**Dataset records:**

=== Begin Enclosure ===

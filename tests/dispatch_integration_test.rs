//! 分发集成测试：编排根 + 真实 sh 命令行插件 + 内存双工通道

use std::path::Path;
use std::sync::Arc;
use std::time::Duration;

use hive::channel::{DuplexChannel, MemoryChannel, MessageHandler};
use hive::config::AppConfig;
use hive::protocol::{
    Envelope, AGENT_CLIENT_RUN, AGENT_REGISTER, RESPONSE, TASK_QUERY, TASK_UPDATE_PROGRESS,
};
use hive::{Orchestrator, Task, TaskStatus, PLUGIN_NOT_FOUND};
use serde_json::{json, Value};
use tempfile::TempDir;

fn write_manifest(root: &Path, dir: &str, manifest: Value) {
    let dir = root.join(dir);
    std::fs::create_dir_all(&dir).unwrap();
    std::fs::write(dir.join("plugin.json"), manifest.to_string()).unwrap();
}

async fn orchestrator_with(plugins: &[(&str, Value)]) -> (Arc<Orchestrator>, TempDir) {
    let root = tempfile::Builder::new().prefix("hive-plugins-").tempdir().unwrap();
    for (dir, manifest) in plugins {
        write_manifest(root.path(), dir, manifest.clone());
    }
    let mut config = AppConfig::default();
    config.plugins.dir = root.path().to_path_buf();
    let orchestrator = Orchestrator::new(config);
    orchestrator.plugins().reload().await.unwrap();
    (orchestrator, root)
}

fn echo_manifest() -> Value {
    json!({"Name": "echo", "Type": "commandline", "Entry": "cat {input} > {output}"})
}

#[tokio::test]
async fn test_echo_plugin_completes() {
    let (orc, _root) = orchestrator_with(&[("echo", echo_manifest())]).await;
    let task = orc.run(Task::plugin("echo", json!("hi"))).await.unwrap();
    assert_eq!(task.status, TaskStatus::Completed);
    assert_eq!(task.output, Some(json!("hi")));
    assert!(task.trace.success);
}

#[tokio::test]
async fn test_unknown_capability_is_plugin_not_found() {
    let (orc, _root) = orchestrator_with(&[]).await;
    let task = orc.run(Task::plugin("nowhere", json!(1))).await.unwrap();
    assert_eq!(task.status, TaskStatus::Failed);
    assert_eq!(task.trace.message.as_deref(), Some(PLUGIN_NOT_FOUND));
}

#[tokio::test]
async fn test_invalid_output_fails_after_single_spawn() {
    let (orc, root) = orchestrator_with(&[(
        "broken",
        json!({
            "Name": "broken",
            "Entry": "echo spawn >> {plugin}/spawns.log; echo 'not json' > {output}"
        }),
    )])
    .await;
    let task = orc.run(Task::plugin("broken", json!(1))).await.unwrap();
    assert_eq!(task.status, TaskStatus::Failed);
    assert!(task.trace.message.unwrap().to_lowercase().contains("invalid"));

    let spawns = std::fs::read_to_string(root.path().join("broken/spawns.log")).unwrap();
    assert_eq!(spawns.lines().count(), 1);
}

#[tokio::test]
async fn test_named_queue_caps_parallelism() {
    let (orc, _root) = orchestrator_with(&[(
        "slow",
        json!({
            "Name": "slow",
            "Entry": "sleep 0.2; cat {input} > {output}",
            "Queue": "name",
            "Concurrent": 2
        }),
    )])
    .await;

    let handles: Vec<_> = (0..10)
        .map(|i| {
            let orc = Arc::clone(&orc);
            tokio::spawn(async move { orc.run(Task::plugin("slow", json!(i))).await })
        })
        .collect();

    let mut peak = 0;
    while handles.iter().any(|h| !h.is_finished()) {
        peak = peak.max(orc.tasks().running_count());
        tokio::time::sleep(Duration::from_millis(10)).await;
    }
    for handle in handles {
        let task = handle.await.unwrap().unwrap();
        assert_eq!(task.status, TaskStatus::Completed);
    }
    assert!(peak >= 1);
    assert!(peak <= 2, "observed {} running tasks", peak);
}

#[tokio::test]
async fn test_progress_order_and_dedup() {
    let (orc, _root) = orchestrator_with(&[(
        "steps",
        json!({
            "Name": "steps",
            "Entry": "echo 'a 1' >> {progress}; echo 'a 1' >> {progress}; echo 'b 2' >> {progress}; echo 'c 3' >> {progress}; cat {input} > {output}"
        }),
    )])
    .await;
    let (ch, mut rx) = MemoryChannel::new("watcher");
    let task = orc
        .run_and_subscribe_progress(Task::plugin("steps", json!("done")), ch.clone(), false)
        .await
        .unwrap();
    assert_eq!(task.status, TaskStatus::Completed);
    assert!(ch.is_open());

    let mut seen = Vec::new();
    while let Ok(frame) = rx.try_recv() {
        let envelope = Envelope::parse(&frame).unwrap();
        assert_eq!(envelope.url, TASK_UPDATE_PROGRESS);
        assert_eq!(envelope.get_str("task_id"), Some(task.id.as_str()));
        seen.push(envelope.get("progress").cloned().unwrap());
    }
    assert_eq!(seen, vec![json!(1), json!(2), json!(3)]);
}

#[tokio::test]
async fn test_query_over_channel_after_completion() {
    let (orc, _root) = orchestrator_with(&[("echo", echo_manifest())]).await;
    let done = orc.run(Task::plugin("echo", json!({"k": 1})).with_id("q-1")).await.unwrap();
    assert_eq!(done.status, TaskStatus::Completed);

    let (ch, mut rx) = MemoryChannel::new("client");
    orc.handle_text(
        ch.clone(),
        Envelope::request(TASK_QUERY, "cid-q").with("task_id", "q-1").to_text(),
    )
    .await;
    let reply = Envelope::parse(&rx.recv().await.unwrap()).unwrap();
    assert_eq!(reply.url, RESPONSE);
    let task = Task::from_value(reply.get("task").cloned().unwrap()).unwrap();
    assert_eq!(task.output, Some(json!({"k": 1})));
}

/// 模拟远端 Agent：收到运行请求后回填 Output 并经 `/response` 回复
async fn answer_one_run(
    orc: Arc<Orchestrator>,
    channel: Arc<MemoryChannel>,
    rx: &mut tokio::sync::mpsc::UnboundedReceiver<String>,
) {
    let request = Envelope::parse(&rx.recv().await.unwrap()).unwrap();
    assert_eq!(request.url, AGENT_CLIENT_RUN);
    let mut task = Task::from_value(request.get("task").cloned().unwrap()).unwrap();
    task.output = Some(json!({"ran_on": "a1", "input": task.input.clone()}));
    task.trace.log("agent ran");
    let reply = request.reply().unwrap().with("task", task.to_value());
    orc.handle_text(channel, reply.to_text()).await;
}

#[tokio::test]
async fn test_remote_agent_run_and_reregistration() {
    let (orc, _root) = orchestrator_with(&[]).await;
    let (agent_ch, mut agent_rx) = MemoryChannel::new("agent-conn");

    orc.handle_text(
        agent_ch.clone(),
        Envelope::request(AGENT_REGISTER, "reg")
            .with("agent_id", "a1")
            .with("plugins", json!([{"Name": "remote"}]))
            .to_text(),
    )
    .await;
    let ack = Envelope::parse(&agent_rx.recv().await.unwrap()).unwrap();
    assert_eq!(ack.get("ok"), Some(&json!(true)));

    let runner = Arc::clone(&orc);
    let run = tokio::spawn(async move { runner.run(Task::plugin("remote", json!(7))).await });
    answer_one_run(Arc::clone(&orc), agent_ch.clone(), &mut agent_rx).await;

    let task = run.await.unwrap().unwrap();
    assert_eq!(task.status, TaskStatus::Completed);
    assert_eq!(task.output, Some(json!({"ran_on": "a1", "input": 7})));
    assert_eq!(task.trace.logs, vec!["agent ran".to_string()]);

    // 重注册时插件集合整体替换
    orc.handle_text(
        agent_ch.clone(),
        Envelope::request(AGENT_REGISTER, "reg-2")
            .with("agent_id", "a1")
            .with("plugins", json!([{"Name": "other"}]))
            .to_text(),
    )
    .await;
    let _ = agent_rx.recv().await;
    assert!(orc.agents().try_get_plugin("remote").await.is_none());
    assert!(orc.agents().try_get_plugin("other").await.is_some());

    let task = orc.run(Task::plugin("remote", json!(1))).await.unwrap();
    assert_eq!(task.trace.message.as_deref(), Some(PLUGIN_NOT_FOUND));

    orc.channel_closed("agent-conn").await;
    assert!(orc.agents().is_empty().await);
}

=== End Enclosure ===

**Work instructions:** Keep both end lines and retype everything in the records above from the line containing "async fn test_named_queue_caps_parallelism()" through the line containing "while let Ok(frame)", exactly, with nothing else.

**Result for this exercise:**
async fn test_named_queue_caps_parallelism() {
    let (orc, _root) = orchestrator_with(&[(
        "slow",
        json!({
            "Name": "slow",
            "Entry": "sleep 0.2; cat {input} > {output}",
            "Queue": "name",
            "Concurrent": 2
        }),
    )])
    .await;

    let handles: Vec<_> = (0..10)
        .map(|i| {
            let orc = Arc::clone(&orc);
            tokio::spawn(async move { orc.run(Task::plugin("slow", json!(i))).await })
        })
        .collect();

    let mut peak = 0;
    while handles.iter().any(|h| !h.is_finished()) {
        peak = peak.max(orc.tasks().running_count());
        tokio::time::sleep(Duration::from_millis(10)).await;
    }
    for handle in handles {
        let task = handle.await.unwrap().unwrap();
        assert_eq!(task.status, TaskStatus::Completed);
    }
    assert!(peak >= 1);
    assert!(peak <= 2, "observed {} running tasks", peak);
}

#[tokio::test]
async fn test_progress_order_and_dedup() {
    let (orc, _root) = orchestrator_with(&[(
        "steps",
        json!({
            "Name": "steps",
            "Entry": "echo 'a 1' >> {progress}; echo 'a 1' >> {progress}; echo 'b 2' >> {progress}; echo 'c 3' >> {progress}; cat {input} > {output}"
        }),
    )])
    .await;
    let (ch, mut rx) = MemoryChannel::new("watcher");
    let task = orc
        .run_and_subscribe_progress(Task::plugin("steps", json!("done")), ch.clone(), false)
        .await
        .unwrap();
    assert_eq!(task.status, TaskStatus::Completed);
    assert!(ch.is_open());

    let mut seen = Vec::new();
    while let Ok(frame) = rx.try_recv() {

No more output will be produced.